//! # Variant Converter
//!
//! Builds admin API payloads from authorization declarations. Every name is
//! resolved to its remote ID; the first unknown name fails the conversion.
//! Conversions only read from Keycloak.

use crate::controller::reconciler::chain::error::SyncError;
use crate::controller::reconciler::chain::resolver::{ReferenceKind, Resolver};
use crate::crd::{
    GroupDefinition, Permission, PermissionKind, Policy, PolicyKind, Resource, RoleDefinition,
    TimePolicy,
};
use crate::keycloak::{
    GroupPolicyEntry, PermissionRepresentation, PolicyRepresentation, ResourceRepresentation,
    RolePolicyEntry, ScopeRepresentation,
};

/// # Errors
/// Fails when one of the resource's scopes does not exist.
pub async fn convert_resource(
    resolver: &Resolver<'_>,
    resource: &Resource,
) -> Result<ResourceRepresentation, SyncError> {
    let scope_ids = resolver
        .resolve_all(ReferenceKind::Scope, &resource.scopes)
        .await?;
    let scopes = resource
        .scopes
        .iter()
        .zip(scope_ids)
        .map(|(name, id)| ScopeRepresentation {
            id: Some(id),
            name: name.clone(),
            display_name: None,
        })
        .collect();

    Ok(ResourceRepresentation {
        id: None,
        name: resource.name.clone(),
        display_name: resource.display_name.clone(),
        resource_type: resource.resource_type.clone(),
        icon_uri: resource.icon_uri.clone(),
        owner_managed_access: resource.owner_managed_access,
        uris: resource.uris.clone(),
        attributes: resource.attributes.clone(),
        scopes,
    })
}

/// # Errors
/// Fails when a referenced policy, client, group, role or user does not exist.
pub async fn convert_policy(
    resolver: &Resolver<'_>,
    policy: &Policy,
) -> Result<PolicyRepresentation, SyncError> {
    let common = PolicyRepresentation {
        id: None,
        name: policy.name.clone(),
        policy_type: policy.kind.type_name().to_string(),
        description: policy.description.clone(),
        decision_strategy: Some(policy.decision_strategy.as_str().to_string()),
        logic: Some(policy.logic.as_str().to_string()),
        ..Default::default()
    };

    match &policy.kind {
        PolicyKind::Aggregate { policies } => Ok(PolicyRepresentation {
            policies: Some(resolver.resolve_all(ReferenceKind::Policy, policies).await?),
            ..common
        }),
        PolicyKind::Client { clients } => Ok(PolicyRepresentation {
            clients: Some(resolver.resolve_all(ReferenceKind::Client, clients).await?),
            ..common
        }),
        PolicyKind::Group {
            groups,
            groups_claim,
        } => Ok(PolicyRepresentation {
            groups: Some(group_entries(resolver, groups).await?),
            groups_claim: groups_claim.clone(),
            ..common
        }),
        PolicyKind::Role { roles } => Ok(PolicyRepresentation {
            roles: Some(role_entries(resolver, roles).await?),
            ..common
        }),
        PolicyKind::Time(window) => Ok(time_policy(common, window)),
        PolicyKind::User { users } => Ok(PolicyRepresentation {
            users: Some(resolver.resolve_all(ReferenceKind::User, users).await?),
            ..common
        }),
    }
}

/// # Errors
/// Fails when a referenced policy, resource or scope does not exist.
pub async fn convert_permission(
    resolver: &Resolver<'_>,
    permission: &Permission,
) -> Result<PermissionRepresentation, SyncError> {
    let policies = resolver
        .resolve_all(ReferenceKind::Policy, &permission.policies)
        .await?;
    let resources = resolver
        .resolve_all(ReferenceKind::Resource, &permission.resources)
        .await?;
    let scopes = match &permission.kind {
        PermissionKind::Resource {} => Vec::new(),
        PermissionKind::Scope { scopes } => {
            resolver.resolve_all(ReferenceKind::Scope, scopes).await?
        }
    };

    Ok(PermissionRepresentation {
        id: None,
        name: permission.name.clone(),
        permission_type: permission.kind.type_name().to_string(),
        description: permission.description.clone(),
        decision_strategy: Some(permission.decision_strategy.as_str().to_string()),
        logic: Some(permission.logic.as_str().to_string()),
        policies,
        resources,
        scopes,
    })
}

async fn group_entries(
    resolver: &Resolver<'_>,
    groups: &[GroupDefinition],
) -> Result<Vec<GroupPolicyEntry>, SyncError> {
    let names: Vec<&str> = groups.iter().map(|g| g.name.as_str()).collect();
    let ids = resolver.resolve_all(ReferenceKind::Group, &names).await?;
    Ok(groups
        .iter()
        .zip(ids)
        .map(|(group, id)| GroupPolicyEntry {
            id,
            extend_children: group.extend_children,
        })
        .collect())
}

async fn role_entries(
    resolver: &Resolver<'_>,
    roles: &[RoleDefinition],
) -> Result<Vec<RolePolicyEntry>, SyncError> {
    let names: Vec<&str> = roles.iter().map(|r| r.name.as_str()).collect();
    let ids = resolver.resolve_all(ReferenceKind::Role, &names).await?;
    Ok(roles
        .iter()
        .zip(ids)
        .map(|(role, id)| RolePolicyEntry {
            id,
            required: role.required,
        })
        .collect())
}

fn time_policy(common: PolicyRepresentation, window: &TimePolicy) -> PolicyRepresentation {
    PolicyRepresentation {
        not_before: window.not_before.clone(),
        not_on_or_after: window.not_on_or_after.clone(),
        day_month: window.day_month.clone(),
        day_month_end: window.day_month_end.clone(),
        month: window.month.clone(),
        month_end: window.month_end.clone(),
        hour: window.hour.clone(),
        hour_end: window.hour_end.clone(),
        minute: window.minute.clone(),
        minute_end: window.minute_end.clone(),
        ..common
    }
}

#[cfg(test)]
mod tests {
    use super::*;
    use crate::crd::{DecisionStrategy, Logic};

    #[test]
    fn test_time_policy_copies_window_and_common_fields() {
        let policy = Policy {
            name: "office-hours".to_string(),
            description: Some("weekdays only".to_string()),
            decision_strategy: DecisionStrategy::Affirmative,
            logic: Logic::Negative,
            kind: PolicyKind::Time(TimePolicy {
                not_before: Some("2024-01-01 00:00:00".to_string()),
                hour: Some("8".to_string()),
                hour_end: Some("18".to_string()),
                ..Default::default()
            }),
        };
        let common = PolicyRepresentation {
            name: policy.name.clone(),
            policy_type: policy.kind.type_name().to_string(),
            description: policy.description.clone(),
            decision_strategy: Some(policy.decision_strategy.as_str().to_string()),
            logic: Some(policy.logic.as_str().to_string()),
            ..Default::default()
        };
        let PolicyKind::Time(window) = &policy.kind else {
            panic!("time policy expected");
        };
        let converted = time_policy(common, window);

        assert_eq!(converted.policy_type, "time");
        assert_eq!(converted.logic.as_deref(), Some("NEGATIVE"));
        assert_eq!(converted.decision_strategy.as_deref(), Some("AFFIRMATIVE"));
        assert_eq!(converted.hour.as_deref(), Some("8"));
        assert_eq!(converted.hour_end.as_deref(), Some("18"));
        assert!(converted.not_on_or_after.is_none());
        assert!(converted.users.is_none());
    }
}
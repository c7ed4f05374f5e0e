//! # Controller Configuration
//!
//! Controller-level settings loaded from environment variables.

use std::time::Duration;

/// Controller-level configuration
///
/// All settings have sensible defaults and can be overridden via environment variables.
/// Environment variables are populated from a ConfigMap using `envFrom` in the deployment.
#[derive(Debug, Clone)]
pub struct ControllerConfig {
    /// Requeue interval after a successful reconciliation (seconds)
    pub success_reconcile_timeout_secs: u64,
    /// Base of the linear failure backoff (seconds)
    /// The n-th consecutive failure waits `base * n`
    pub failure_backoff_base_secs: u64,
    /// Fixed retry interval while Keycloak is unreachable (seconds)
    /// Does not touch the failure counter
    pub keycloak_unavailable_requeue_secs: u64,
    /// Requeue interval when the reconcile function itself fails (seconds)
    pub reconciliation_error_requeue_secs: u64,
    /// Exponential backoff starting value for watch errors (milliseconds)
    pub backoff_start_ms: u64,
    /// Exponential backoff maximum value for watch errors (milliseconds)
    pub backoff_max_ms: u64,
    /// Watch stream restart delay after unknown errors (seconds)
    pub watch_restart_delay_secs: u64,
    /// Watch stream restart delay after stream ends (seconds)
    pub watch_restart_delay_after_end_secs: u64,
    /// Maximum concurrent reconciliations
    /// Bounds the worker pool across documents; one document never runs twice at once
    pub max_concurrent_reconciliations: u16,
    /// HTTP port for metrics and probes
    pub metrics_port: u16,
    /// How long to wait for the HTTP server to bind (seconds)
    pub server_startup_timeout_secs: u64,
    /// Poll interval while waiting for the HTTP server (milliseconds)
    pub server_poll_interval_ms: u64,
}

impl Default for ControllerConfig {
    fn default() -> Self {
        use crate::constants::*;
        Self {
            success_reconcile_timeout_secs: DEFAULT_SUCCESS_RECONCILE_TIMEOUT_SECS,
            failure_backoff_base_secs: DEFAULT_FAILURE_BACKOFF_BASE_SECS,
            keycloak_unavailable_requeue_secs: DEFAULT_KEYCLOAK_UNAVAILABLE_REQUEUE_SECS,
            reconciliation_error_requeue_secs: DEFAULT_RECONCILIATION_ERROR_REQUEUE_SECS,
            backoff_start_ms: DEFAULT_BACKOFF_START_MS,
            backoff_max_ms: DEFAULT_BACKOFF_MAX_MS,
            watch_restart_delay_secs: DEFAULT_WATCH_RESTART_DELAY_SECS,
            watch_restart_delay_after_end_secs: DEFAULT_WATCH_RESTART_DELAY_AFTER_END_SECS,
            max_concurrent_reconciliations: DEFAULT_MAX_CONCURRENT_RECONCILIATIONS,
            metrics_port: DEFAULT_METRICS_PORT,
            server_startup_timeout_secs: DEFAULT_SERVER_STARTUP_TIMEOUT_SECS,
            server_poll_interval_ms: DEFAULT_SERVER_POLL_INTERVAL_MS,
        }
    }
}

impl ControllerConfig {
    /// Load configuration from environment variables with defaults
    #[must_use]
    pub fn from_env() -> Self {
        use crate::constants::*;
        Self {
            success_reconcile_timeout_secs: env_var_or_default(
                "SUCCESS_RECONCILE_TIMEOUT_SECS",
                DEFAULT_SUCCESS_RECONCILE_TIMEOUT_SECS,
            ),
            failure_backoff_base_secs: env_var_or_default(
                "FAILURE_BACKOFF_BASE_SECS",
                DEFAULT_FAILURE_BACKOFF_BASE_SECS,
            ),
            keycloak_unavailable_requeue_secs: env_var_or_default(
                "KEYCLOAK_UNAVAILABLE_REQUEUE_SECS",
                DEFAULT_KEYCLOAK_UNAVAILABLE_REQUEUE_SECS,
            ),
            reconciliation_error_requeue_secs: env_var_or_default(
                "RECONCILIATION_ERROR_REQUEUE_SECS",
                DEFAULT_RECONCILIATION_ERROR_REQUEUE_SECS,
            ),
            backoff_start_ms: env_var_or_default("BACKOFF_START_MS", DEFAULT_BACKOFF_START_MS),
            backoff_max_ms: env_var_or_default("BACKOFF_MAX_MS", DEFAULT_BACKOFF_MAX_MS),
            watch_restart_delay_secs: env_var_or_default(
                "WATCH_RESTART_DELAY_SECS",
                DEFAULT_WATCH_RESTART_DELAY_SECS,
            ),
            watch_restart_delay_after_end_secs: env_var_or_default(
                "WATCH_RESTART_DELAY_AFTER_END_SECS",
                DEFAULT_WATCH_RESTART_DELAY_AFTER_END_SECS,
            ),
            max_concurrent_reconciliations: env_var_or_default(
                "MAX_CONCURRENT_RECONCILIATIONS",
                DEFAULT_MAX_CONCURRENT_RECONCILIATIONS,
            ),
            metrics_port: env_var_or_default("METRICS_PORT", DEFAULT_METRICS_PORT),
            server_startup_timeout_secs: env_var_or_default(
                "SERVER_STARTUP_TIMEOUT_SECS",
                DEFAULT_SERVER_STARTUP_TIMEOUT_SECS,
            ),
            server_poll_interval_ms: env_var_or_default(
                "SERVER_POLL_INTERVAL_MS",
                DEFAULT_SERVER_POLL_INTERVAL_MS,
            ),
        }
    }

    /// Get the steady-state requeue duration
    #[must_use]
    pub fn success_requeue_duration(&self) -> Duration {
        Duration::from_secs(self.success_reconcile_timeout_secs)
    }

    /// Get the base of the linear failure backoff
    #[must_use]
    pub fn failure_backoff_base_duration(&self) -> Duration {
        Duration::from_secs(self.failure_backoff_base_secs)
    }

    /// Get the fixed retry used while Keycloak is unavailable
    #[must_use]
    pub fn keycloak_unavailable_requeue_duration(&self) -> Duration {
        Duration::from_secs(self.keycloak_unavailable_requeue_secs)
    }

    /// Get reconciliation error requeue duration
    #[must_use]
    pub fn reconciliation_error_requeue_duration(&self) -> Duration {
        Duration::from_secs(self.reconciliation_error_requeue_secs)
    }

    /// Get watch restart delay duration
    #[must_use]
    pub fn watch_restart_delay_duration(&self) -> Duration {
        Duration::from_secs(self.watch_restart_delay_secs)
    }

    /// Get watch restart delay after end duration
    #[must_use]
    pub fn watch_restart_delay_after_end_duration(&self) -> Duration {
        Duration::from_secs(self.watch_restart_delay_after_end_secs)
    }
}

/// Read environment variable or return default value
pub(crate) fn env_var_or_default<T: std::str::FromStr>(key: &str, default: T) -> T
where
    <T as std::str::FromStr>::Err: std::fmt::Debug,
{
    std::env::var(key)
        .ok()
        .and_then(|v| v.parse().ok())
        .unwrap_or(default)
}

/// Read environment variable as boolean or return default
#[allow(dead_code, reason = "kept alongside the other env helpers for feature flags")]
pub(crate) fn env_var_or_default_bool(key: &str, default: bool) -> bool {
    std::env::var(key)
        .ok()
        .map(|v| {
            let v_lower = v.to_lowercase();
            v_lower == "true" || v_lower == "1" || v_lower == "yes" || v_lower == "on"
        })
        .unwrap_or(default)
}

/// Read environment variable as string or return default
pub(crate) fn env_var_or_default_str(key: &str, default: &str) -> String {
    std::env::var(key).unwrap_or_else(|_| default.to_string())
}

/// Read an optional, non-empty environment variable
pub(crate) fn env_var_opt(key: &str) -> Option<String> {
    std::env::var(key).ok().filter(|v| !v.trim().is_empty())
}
-*-*-
Work order =
Read through the data above. Report each line that has the word "FromStr".

Problem solution =
pub(crate) fn env_var_or_default<T: std::str::FromStr>(key: &str, default: T) -> T
    <T as std::str::FromStr>::Err: std::fmt::Debug,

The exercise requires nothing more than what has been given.